Pastos verdejantes cercavam um pequeno vilarejo. Embora Ultan estivesse avançando contra todo centro do continente, aquela parte continuava intacta. Diferente da miséria que cercava todo aquele continente que afogava em um caos infindável, o vilarejo era belo a sua maneira, e bem calmo.

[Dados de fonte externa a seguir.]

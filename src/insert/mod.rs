//! Text insertion via clipboard paste.
//!
//! Typing Unicode text through synthetic key events is unreliable, so the
//! inserter goes through the clipboard instead:
//!
//! 1. **Save** the current clipboard text (best-effort).
//! 2. **Set** the dictated text into the clipboard.
//! 3. Wait briefly for the clipboard to propagate.
//! 4. **Paste** with retry — System Events keystroke first, synthetic key
//!    events second, per attempt.
//! 5. **Restore** the saved clipboard after the target app has processed the
//!    paste (skipped when `restore_clipboard` is false).
//!
//! On paste failure with `keep_dictation_on_failure` the dictated text is
//! deliberately left on the clipboard so the user can paste it by hand, and
//! the error says so.

pub mod clipboard;
pub mod keyboard;

use std::sync::{Arc, Mutex};
use std::time::Duration;

use thiserror::Error;

use crate::config::InsertConfig;

pub use clipboard::{ClipboardPort, SystemClipboard};
pub use keyboard::{preflight_automation_permission, OsPasteDriver, PasteDriver};

/// Wait after writing the clipboard before pasting, so the clipboard manager
/// has flushed.
const CLIPBOARD_SETTLE: Duration = Duration::from_millis(50);
/// Wait after a successful keystroke before reporting success.
const POST_PASTE_SETTLE: Duration = Duration::from_millis(60);
/// Backoff between paste attempts.
const RETRY_BACKOFF: Duration = Duration::from_millis(80);
/// Wait before restoring the clipboard, so the target app has read the paste.
const RESTORE_WAIT: Duration = Duration::from_millis(200);

// ---------------------------------------------------------------------------
// InsertError
// ---------------------------------------------------------------------------

fn kept_suffix(kept: &bool) -> &'static str {
    if *kept {
        " Clipboard now contains the last dictation for manual paste."
    } else {
        ""
    }
}

#[derive(Debug, Error)]
pub enum InsertError {
    /// Could not open or read the system clipboard.
    #[error("cannot access clipboard: {0}")]
    ClipboardAccess(String),

    /// Could not write text to the system clipboard.
    #[error("cannot set clipboard text: {0}")]
    ClipboardSet(String),

    /// Every paste attempt failed.
    #[error(
        "failed to paste into the focused app; check Accessibility and Automation permissions ({detail}).{}",
        kept_suffix(.dictation_kept)
    )]
    PasteFailed {
        detail: String,
        /// Whether the dictated text was left on the clipboard.
        dictation_kept: bool,
    },
}

// ---------------------------------------------------------------------------
// TextInserter
// ---------------------------------------------------------------------------

/// Inserts dictated text into the focused application.
///
/// The clipboard is a single shared OS resource, and both the pipeline worker
/// and the paste-last shortcut call [`insert_text`](Self::insert_text) from
/// their own blocking threads.  `paste_lock` serializes the whole
/// save/set/paste/restore sequence so one caller can never restore over
/// another's clipboard contents.
pub struct TextInserter {
    paste_retry: u32,
    keep_dictation_on_failure: bool,
    clipboard: Arc<dyn ClipboardPort>,
    driver: Arc<dyn PasteDriver>,
    paste_lock: Mutex<()>,
}

impl TextInserter {
    pub fn from_config(config: &InsertConfig) -> Self {
        Self::with_ports(
            config.paste_retry,
            config.keep_dictation_on_failure,
            Arc::new(SystemClipboard),
            Arc::new(OsPasteDriver),
        )
    }

    /// Construct with explicit clipboard and paste ports.  Tests inject
    /// in-memory doubles here.
    pub fn with_ports(
        paste_retry: u32,
        keep_dictation_on_failure: bool,
        clipboard: Arc<dyn ClipboardPort>,
        driver: Arc<dyn PasteDriver>,
    ) -> Self {
        Self {
            paste_retry,
            keep_dictation_on_failure,
            clipboard,
            driver,
            paste_lock: Mutex::new(()),
        }
    }

    /// Paste `text` into the focused app.
    ///
    /// * `restore_clipboard` — restore the pre-insert clipboard afterwards.
    /// * `target_pid` — address the keystroke at this process when possible.
    /// * `keep_dictation_on_failure` — per-call override of the configured
    ///   default.
    ///
    /// Empty text is a no-op.
    pub fn insert_text(
        &self,
        text: &str,
        restore_clipboard: bool,
        target_pid: Option<i32>,
        keep_dictation_on_failure: Option<bool>,
    ) -> Result<(), InsertError> {
        if text.is_empty() {
            return Ok(());
        }

        // Hold the clipboard for the entire save/set/paste/restore sequence.
        let _clipboard_owner = self
            .paste_lock
            .lock()
            .unwrap_or_else(|poisoned| poisoned.into_inner());

        let keep_on_failure =
            keep_dictation_on_failure.unwrap_or(self.keep_dictation_on_failure);
        // Saving is best-effort; a clipboard holding an image simply means
        // there is nothing to restore.
        let original = self.clipboard.get_text().ok().flatten();

        self.clipboard.set_text(text)?;
        std::thread::sleep(CLIPBOARD_SETTLE);

        match self.paste_with_retry(target_pid) {
            Ok(()) => {
                if restore_clipboard {
                    std::thread::sleep(RESTORE_WAIT);
                    if let Err(err) = self.restore(&original) {
                        log::warn!("insert: failed to restore clipboard: {err}");
                    }
                }
                Ok(())
            }
            Err(err) => {
                if keep_on_failure {
                    return Err(match err {
                        InsertError::PasteFailed { detail, .. } => InsertError::PasteFailed {
                            detail,
                            dictation_kept: true,
                        },
                        other => other,
                    });
                }
                if restore_clipboard {
                    if let Err(restore_err) = self.restore(&original) {
                        log::warn!("insert: failed to restore clipboard: {restore_err}");
                    }
                }
                Err(err)
            }
        }
    }

    fn paste_with_retry(&self, target_pid: Option<i32>) -> Result<(), InsertError> {
        let attempts = self.paste_retry + 1;
        let mut failures: Vec<&'static str> = Vec::new();

        for attempt in 0..attempts {
            if self.driver.primary(target_pid) {
                std::thread::sleep(POST_PASTE_SETTLE);
                return Ok(());
            }
            failures.push("System Events keystroke failed");

            if self.driver.secondary() {
                std::thread::sleep(POST_PASTE_SETTLE);
                return Ok(());
            }
            failures.push("key event fallback failed");

            if attempt + 1 < attempts {
                std::thread::sleep(RETRY_BACKOFF);
            }
        }

        let detail = failures[failures.len().saturating_sub(2)..].join("; ");
        Err(InsertError::PasteFailed {
            detail,
            dictation_kept: false,
        })
    }

    fn restore(&self, original: &Option<String>) -> Result<(), InsertError> {
        match original {
            Some(text) => self.clipboard.set_text(text),
            None => Ok(()),
        }
    }
}

// ---------------------------------------------------------------------------
// Tests
// ---------------------------------------------------------------------------

#[cfg(test)]
mod tests {
    use super::clipboard::MemClipboard;
    use super::*;

    use std::sync::atomic::{AtomicUsize, Ordering};
    use std::thread;

    /// Paste driver that succeeds after holding the paste open for a while,
    /// leaving a wide window for a second inserter to interleave.
    struct SlowDriver {
        delay: Duration,
    }

    impl PasteDriver for SlowDriver {
        fn primary(&self, _target_pid: Option<i32>) -> bool {
            thread::sleep(self.delay);
            true
        }

        fn secondary(&self) -> bool {
            false
        }
    }

    /// Paste driver whose primary path fails the first `fail_primary` calls
    /// and whose secondary path always fails.
    struct ScriptedDriver {
        fail_primary: usize,
        primary_calls: AtomicUsize,
        secondary_calls: AtomicUsize,
    }

    impl ScriptedDriver {
        fn succeeding() -> Arc<Self> {
            Self::failing_first(0)
        }

        fn failing_first(fail_primary: usize) -> Arc<Self> {
            Arc::new(Self {
                fail_primary,
                primary_calls: AtomicUsize::new(0),
                secondary_calls: AtomicUsize::new(0),
            })
        }
    }

    impl PasteDriver for ScriptedDriver {
        fn primary(&self, _target_pid: Option<i32>) -> bool {
            let n = self.primary_calls.fetch_add(1, Ordering::SeqCst);
            n >= self.fail_primary
        }

        fn secondary(&self) -> bool {
            self.secondary_calls.fetch_add(1, Ordering::SeqCst);
            false
        }
    }

    fn inserter(
        paste_retry: u32,
        keep: bool,
        clipboard: Arc<MemClipboard>,
        driver: Arc<ScriptedDriver>,
    ) -> TextInserter {
        TextInserter::with_ports(paste_retry, keep, clipboard, driver)
    }

    #[test]
    fn empty_text_is_a_noop() {
        let clipboard = Arc::new(MemClipboard::new(Some("before")));
        let driver = ScriptedDriver::succeeding();
        let ins = inserter(1, false, clipboard.clone(), driver.clone());

        ins.insert_text("", true, None, None).unwrap();
        assert_eq!(clipboard.content().as_deref(), Some("before"));
        assert_eq!(driver.primary_calls.load(Ordering::SeqCst), 0);
    }

    #[test]
    fn success_restores_original_clipboard() {
        let clipboard = Arc::new(MemClipboard::new(Some("before")));
        let ins = inserter(1, false, clipboard.clone(), ScriptedDriver::succeeding());

        ins.insert_text("dictated", true, None, None).unwrap();
        assert_eq!(clipboard.content().as_deref(), Some("before"));
    }

    #[test]
    fn no_restore_leaves_dictation_on_clipboard() {
        let clipboard = Arc::new(MemClipboard::new(Some("before")));
        let ins = inserter(1, false, clipboard.clone(), ScriptedDriver::succeeding());

        ins.insert_text("dictated", false, None, None).unwrap();
        assert_eq!(clipboard.content().as_deref(), Some("dictated"));
    }

    #[test]
    fn retry_uses_extra_attempt() {
        let clipboard = Arc::new(MemClipboard::new(None));
        let driver = ScriptedDriver::failing_first(1);
        let ins = inserter(1, false, clipboard, driver.clone());

        ins.insert_text("dictated", false, None, None).unwrap();
        assert_eq!(driver.primary_calls.load(Ordering::SeqCst), 2);
        assert_eq!(driver.secondary_calls.load(Ordering::SeqCst), 1);
    }

    #[test]
    fn zero_retry_is_a_single_attempt() {
        let clipboard = Arc::new(MemClipboard::new(None));
        let driver = ScriptedDriver::failing_first(10);
        let ins = inserter(0, false, clipboard, driver.clone());

        let result = ins.insert_text("dictated", false, None, None);
        assert!(result.is_err());
        assert_eq!(driver.primary_calls.load(Ordering::SeqCst), 1);
        assert_eq!(driver.secondary_calls.load(Ordering::SeqCst), 1);
    }

    #[test]
    fn failure_without_keep_restores_original() {
        let clipboard = Arc::new(MemClipboard::new(Some("before")));
        let ins = inserter(0, false, clipboard.clone(), ScriptedDriver::failing_first(10));

        let err = ins
            .insert_text("dictated", true, None, None)
            .unwrap_err();
        assert!(matches!(
            err,
            InsertError::PasteFailed {
                dictation_kept: false,
                ..
            }
        ));
        assert_eq!(clipboard.content().as_deref(), Some("before"));
    }

    #[test]
    fn failure_with_keep_leaves_dictation_and_says_so() {
        let clipboard = Arc::new(MemClipboard::new(Some("before")));
        let ins = inserter(0, true, clipboard.clone(), ScriptedDriver::failing_first(10));

        let err = ins
            .insert_text("dictated", true, None, None)
            .unwrap_err();
        assert!(matches!(
            err,
            InsertError::PasteFailed {
                dictation_kept: true,
                ..
            }
        ));
        assert!(err.to_string().contains("manual paste"));
        assert_eq!(clipboard.content().as_deref(), Some("dictated"));
    }

    #[test]
    fn concurrent_inserts_serialize_clipboard_access() {
        // A worker insert (restore=true) racing a paste-last insert
        // (restore=false, keep=true).  Without serialization the second
        // caller saves the first caller's in-flight text, and the first
        // caller's restore later overwrites the paste-last text with the
        // pre-dictation clipboard.
        let clipboard = Arc::new(MemClipboard::new(Some("before")));
        let inserter = Arc::new(TextInserter::with_ports(
            0,
            false,
            clipboard.clone(),
            Arc::new(SlowDriver {
                delay: Duration::from_millis(300),
            }),
        ));

        let worker = {
            let inserter = Arc::clone(&inserter);
            thread::spawn(move || inserter.insert_text("worker text", true, None, None))
        };
        // Start the second insert while the first paste is still in flight.
        thread::sleep(Duration::from_millis(100));
        let paste_last = {
            let inserter = Arc::clone(&inserter);
            thread::spawn(move || inserter.insert_text("last dictation", false, None, Some(true)))
        };

        worker.join().unwrap().unwrap();
        paste_last.join().unwrap().unwrap();

        // Whichever insert ran second, the paste-last text must survive: it
        // runs after the worker's restore, or the worker saves and restores
        // it.  Interleaving would leave "before" on the clipboard.
        assert_eq!(clipboard.content().as_deref(), Some("last dictation"));
    }

    #[test]
    fn per_call_keep_overrides_config() {
        let clipboard = Arc::new(MemClipboard::new(Some("before")));
        // Configured keep=false, call-site keep=true.
        let ins = inserter(0, false, clipboard.clone(), ScriptedDriver::failing_first(10));

        let err = ins
            .insert_text("dictated", true, None, Some(true))
            .unwrap_err();
        assert!(matches!(
            err,
            InsertError::PasteFailed {
                dictation_kept: true,
                ..
            }
        ));
        assert_eq!(clipboard.content().as_deref(), Some("dictated"));
    }
}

Em um salão, um homem alto de armadura negra levantava sua caneca de cerveja. O acompanhando, estavam outros homens, dentre eles, humanos e Elfos da neve que confraternizavam em uma cena atípica.

Seu porte robusto e seu longo cabelo escuro faziam aquele homem chamar atenção, e sua voz poderosa deixava a multidão hipnotizada.

— Senhores! — Ergueu ainda mais alto sua caneca — Conseguimos expulsar os salteadores do Barnon daqui, e como já foi acertado com vocês, esse será o nosso lar a partir de hoje. — A multidão comemorou, batendo suas canecas na mesa e aplaudindo enquanto davam gargalhadas — Como sabem, minha esposa está grávida, os anciões dizem que é uma garota, a primeira criança que nascerá na terra que conquistamos!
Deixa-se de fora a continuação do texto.